Fluoroquinolones have equivalent oral and intravenous bioavailability, but hospitalized patients with community-acquired pneumonia (CAP) generally are treated intravenously. Our objectives were to compare outcomes of hospitalized CAP patients initially receiving intravenous vs oral respiratory fluoroquinolones. METHODS:
This was a retrospective cohort study utilizing data from 340 hospitals involving CAP patients admitted to a non-intensive care unit (ICU) setting from 2007 to 2010, who received intravenous or oral levofloxacin or moxifloxacin. The primary outcome was in-hospital mortality. Secondary outcomes included clinical deterioration (transfer to ICU, initiation of vasopressors, or invasive mechanical ventilation [IMV] initiated after the second hospital day), antibiotic escalation, length of stay (LOS), and cost.
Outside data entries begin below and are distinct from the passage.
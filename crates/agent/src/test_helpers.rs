//! Scripted fakes for loop tests.

use std::collections::{HashMap, HashSet, VecDeque};
use std::sync::Mutex;
use std::sync::atomic::{AtomicBool, AtomicU32, AtomicU64, Ordering};
use std::time::Duration;

use async_trait::async_trait;
use serde_json::Value;

use toolloop_core::agent::AutonomyLevel;
use toolloop_core::budget::{BudgetDecision, BudgetTracker};
use toolloop_core::context::ExecutionContext;
use toolloop_core::error::ProviderError;
use toolloop_core::event::{Observation, ObservationSink};
use toolloop_core::governance::{Authorization, GovernanceGate};
use toolloop_core::message::ToolCallRequest;
use toolloop_core::provider::{ModelClient, ModelRequest, ModelResponse, Usage};
use toolloop_core::tool::{ToolExecutor, ToolOutcome};
use toolloop_core::trace::{ActionRecord, TraceSink};

/// Build a tool call request.
pub fn call(id: &str, name: &str, arguments: &str) -> ToolCallRequest {
    ToolCallRequest::new(id, name, arguments)
}

/// Replays canned replies in order. Running past the end is an error.
pub struct ScriptedModel {
    replies: Mutex<VecDeque<Result<ModelResponse, ProviderError>>>,
    requests: Mutex<Vec<ModelRequest>>,
    served: AtomicU32,
}

impl ScriptedModel {
    pub fn new(replies: Vec<ModelResponse>) -> Self {
        Self::with_results(replies.into_iter().map(Ok).collect())
    }

    pub fn with_results(replies: Vec<Result<ModelResponse, ProviderError>>) -> Self {
        Self {
            replies: Mutex::new(replies.into()),
            requests: Mutex::new(Vec::new()),
            served: AtomicU32::new(0),
        }
    }

    pub fn calls(&self) -> u32 {
        self.served.load(Ordering::SeqCst)
    }

    pub fn requests(&self) -> Vec<ModelRequest> {
        self.requests.lock().unwrap().clone()
    }
}

#[async_trait]
impl ModelClient for ScriptedModel {
    fn name(&self) -> &str {
        "scripted"
    }

    async fn complete(&self, request: ModelRequest) -> Result<ModelResponse, ProviderError> {
        self.requests.lock().unwrap().push(request);
        let served = self.served.fetch_add(1, Ordering::SeqCst);
        self.replies
            .lock()
            .unwrap()
            .pop_front()
            .unwrap_or(Err(ProviderError::Exhausted(served as usize)))
    }
}

/// Replies with a tool call to `tool` on every turn, forever.
pub struct RepeatingModel {
    pub tool: String,
    pub arguments: String,
    pub calls_per_turn: usize,
    served: AtomicU32,
}

impl RepeatingModel {
    pub fn new(tool: &str, arguments: &str, calls_per_turn: usize) -> Self {
        Self {
            tool: tool.to_string(),
            arguments: arguments.to_string(),
            calls_per_turn,
            served: AtomicU32::new(0),
        }
    }

    pub fn calls(&self) -> u32 {
        self.served.load(Ordering::SeqCst)
    }
}

#[async_trait]
impl ModelClient for RepeatingModel {
    fn name(&self) -> &str {
        "repeating"
    }

    async fn complete(&self, _request: ModelRequest) -> Result<ModelResponse, ProviderError> {
        let turn = self.served.fetch_add(1, Ordering::SeqCst) + 1;
        let calls = (0..self.calls_per_turn)
            .map(|i| call(&format!("t{turn}_{i}"), &self.tool, &self.arguments))
            .collect();
        Ok(ModelResponse::with_tool_calls("", calls).with_usage(10, 5))
    }
}

/// Never answers.
pub struct HangingModel;

#[async_trait]
impl ModelClient for HangingModel {
    fn name(&self) -> &str {
        "hanging"
    }

    async fn complete(&self, _request: ModelRequest) -> Result<ModelResponse, ProviderError> {
        std::future::pending().await
    }
}

/// How a fake tool behaves.
#[derive(Debug, Clone)]
pub enum Behavior {
    Succeed(String),
    Fail(String),
    /// Sleep, then succeed.
    Slow(Duration, String),
    /// Never finish.
    Hang,
}

/// Executor with per-tool scripted behavior that records every call.
#[derive(Default)]
pub struct CountingExecutor {
    behaviors: HashMap<String, Behavior>,
    calls: Mutex<Vec<(String, Value)>>,
}

impl CountingExecutor {
    pub fn new() -> Self {
        Self::default()
    }

    pub fn with(mut self, tool: &str, behavior: Behavior) -> Self {
        self.behaviors.insert(tool.to_string(), behavior);
        self
    }

    pub fn calls(&self) -> Vec<(String, Value)> {
        self.calls.lock().unwrap().clone()
    }

    pub fn call_count(&self) -> usize {
        self.calls.lock().unwrap().len()
    }
}

#[async_trait]
impl ToolExecutor for CountingExecutor {
    async fn execute(&self, tool_name: &str, arguments: Value, _ctx: &ExecutionContext) -> ToolOutcome {
        self.calls
            .lock()
            .unwrap()
            .push((tool_name.to_string(), arguments));
        match self.behaviors.get(tool_name) {
            None => ToolOutcome::failure(format!("Tool not found: {tool_name}")),
            Some(Behavior::Succeed(out)) => ToolOutcome::success(out.clone()),
            Some(Behavior::Fail(err)) => ToolOutcome::failure(err.clone()),
            Some(Behavior::Slow(delay, out)) => {
                tokio::time::sleep(*delay).await;
                ToolOutcome::success(out.clone())
            }
            Some(Behavior::Hang) => std::future::pending().await,
        }
    }

    fn knows(&self, tool_name: &str) -> bool {
        self.behaviors.contains_key(tool_name)
    }
}

/// Gate that denies a fixed set of tools and records what it saw.
#[derive(Default)]
pub struct ScriptedGate {
    denied: HashSet<String>,
    authorized: Mutex<Vec<(String, String, AutonomyLevel)>>,
    audits: Mutex<Vec<(String, ToolOutcome)>>,
}

impl ScriptedGate {
    pub fn allow_all() -> Self {
        Self::default()
    }

    pub fn denying(tools: &[&str]) -> Self {
        Self {
            denied: tools.iter().map(|t| t.to_string()).collect(),
            ..Self::default()
        }
    }

    /// `(tool, caller, autonomy)` per authorization request.
    pub fn authorized(&self) -> Vec<(String, String, AutonomyLevel)> {
        self.authorized.lock().unwrap().clone()
    }

    pub fn audits(&self) -> Vec<(String, ToolOutcome)> {
        self.audits.lock().unwrap().clone()
    }
}

impl GovernanceGate for ScriptedGate {
    fn authorize(
        &self,
        tool_name: &str,
        _arguments: &Value,
        ctx: &ExecutionContext,
        autonomy: AutonomyLevel,
    ) -> Authorization {
        self.authorized
            .lock()
            .unwrap()
            .push((tool_name.to_string(), ctx.caller.clone(), autonomy));
        if self.denied.contains(tool_name) || !ctx.permits(tool_name) {
            Authorization::deny(format!("'{tool_name}' is not permitted"))
        } else {
            Authorization::Allowed
        }
    }

    fn audit(
        &self,
        tool_name: &str,
        _arguments: &Value,
        _ctx: &ExecutionContext,
        outcome: &ToolOutcome,
    ) {
        self.audits
            .lock()
            .unwrap()
            .push((tool_name.to_string(), outcome.clone()));
    }
}

/// Budget that blocks after a fixed number of allowed checks.
#[derive(Default)]
pub struct ScriptedBudget {
    iterations_allowed: Option<u32>,
    tools_allowed: Option<u32>,
    duration_blocked: AtomicBool,
    iteration_checks: AtomicU32,
    tool_checks: AtomicU32,
    tokens: AtomicU64,
}

impl ScriptedBudget {
    pub fn iterations(allowed: u32) -> Self {
        Self {
            iterations_allowed: Some(allowed),
            ..Self::default()
        }
    }

    pub fn tools(allowed: u32) -> Self {
        Self {
            tools_allowed: Some(allowed),
            ..Self::default()
        }
    }

    pub fn out_of_time() -> Self {
        let budget = Self::default();
        budget.duration_blocked.store(true, Ordering::SeqCst);
        budget
    }

    pub fn tokens(&self) -> u64 {
        self.tokens.load(Ordering::SeqCst)
    }

    pub fn tool_checks(&self) -> u32 {
        self.tool_checks.load(Ordering::SeqCst)
    }
}

impl BudgetTracker for ScriptedBudget {
    fn check_iteration_budget(&self) -> BudgetDecision {
        let seen = self.iteration_checks.fetch_add(1, Ordering::SeqCst);
        match self.iterations_allowed {
            Some(allowed) if seen >= allowed => BudgetDecision::blocked("iteration budget spent"),
            _ => BudgetDecision::Allowed,
        }
    }

    fn check_tool_budget(&self, _tool_name: &str, _arguments: &Value) -> BudgetDecision {
        let seen = self.tool_checks.fetch_add(1, Ordering::SeqCst);
        match self.tools_allowed {
            Some(allowed) if seen >= allowed => BudgetDecision::blocked("tool budget spent"),
            _ => BudgetDecision::Allowed,
        }
    }

    fn check_duration_budget(&self) -> BudgetDecision {
        if self.duration_blocked.load(Ordering::SeqCst) {
            BudgetDecision::blocked("out of time")
        } else {
            BudgetDecision::Allowed
        }
    }

    fn record_usage(&self, usage: &Usage) {
        self.tokens
            .fetch_add(u64::from(usage.total_tokens), Ordering::SeqCst);
    }
}

#[derive(Default)]
pub struct RecordingObserver {
    seen: Mutex<Vec<Observation>>,
}

impl RecordingObserver {
    pub fn observations(&self) -> Vec<Observation> {
        self.seen.lock().unwrap().clone()
    }
}

impl ObservationSink for RecordingObserver {
    fn record(&self, observation: Observation) {
        self.seen.lock().unwrap().push(observation);
    }
}

/// Flattens trace callbacks into a readable log.
#[derive(Default)]
pub struct RecordingTracer {
    log: Mutex<Vec<String>>,
    actions: Mutex<Vec<ActionRecord>>,
}

impl RecordingTracer {
    pub fn log(&self) -> Vec<String> {
        self.log.lock().unwrap().clone()
    }

    pub fn actions(&self) -> Vec<ActionRecord> {
        self.actions.lock().unwrap().clone()
    }
}

impl TraceSink for RecordingTracer {
    fn start_trace(&self, invocation_id: &str) -> String {
        self.log.lock().unwrap().push("start".into());
        format!("trace-{invocation_id}")
    }

    fn start_step(&self, _trace_id: &str, iteration: u32) {
        self.log.lock().unwrap().push(format!("step {iteration}"));
    }

    fn record_model_call(&self, _trace_id: &str, _model: &str, _usage: Option<&Usage>, tool_calls: usize) {
        self.log.lock().unwrap().push(format!("model {tool_calls}"));
    }

    fn record_action(&self, _trace_id: &str, action: ActionRecord) {
        self.log
            .lock()
            .unwrap()
            .push(format!("action {} {}", action.tool_name, action.status.as_str()));
        self.actions.lock().unwrap().push(action);
    }

    fn end_trace(&self, _trace_id: &str, outcome: &str) {
        self.log.lock().unwrap().push(format!("end {outcome}"));
    }
}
RESULTS:
Of 36 405 patients who met inclusion criteria, 34 200 (94%) initially received intravenous treatment and 2205 (6%) received oral treatment. Patients who received oral fluoroquinolones had lower unadjusted mortality (1.4% vs 2.5%; P = .002), and shorter mean LOS (5.0 vs 5.3; P < .001). Multivariable models using stabilized inverse propensity treatment weighting revealed lower rates of antibiotic escalation for oral vs intravenous therapy (odds ratio [OR], 0.84; 95% confidence interval [CI], .74-.96) but no differences in hospital mortality (OR, 0.82; 95% CI, .58-1.15), LOS (difference in days 0.03; 95% CI, -.09-.15), cost (difference in $-7.7; 95% CI, -197.4-182.0), late ICU admission (OR, 1.04; 95% CI, .80-1.36), late IMV (OR, 1.17; 95% CI, .87-1.56), or late vasopressor use (OR, 0.94; 95% CI, .68-1.30). CONCLUSIONS:
Among hospitalized patients who received fluoroquinolones for CAP, there was no association between initial route of administration and outcomes. More patients may be treated orally without worsening outcomes.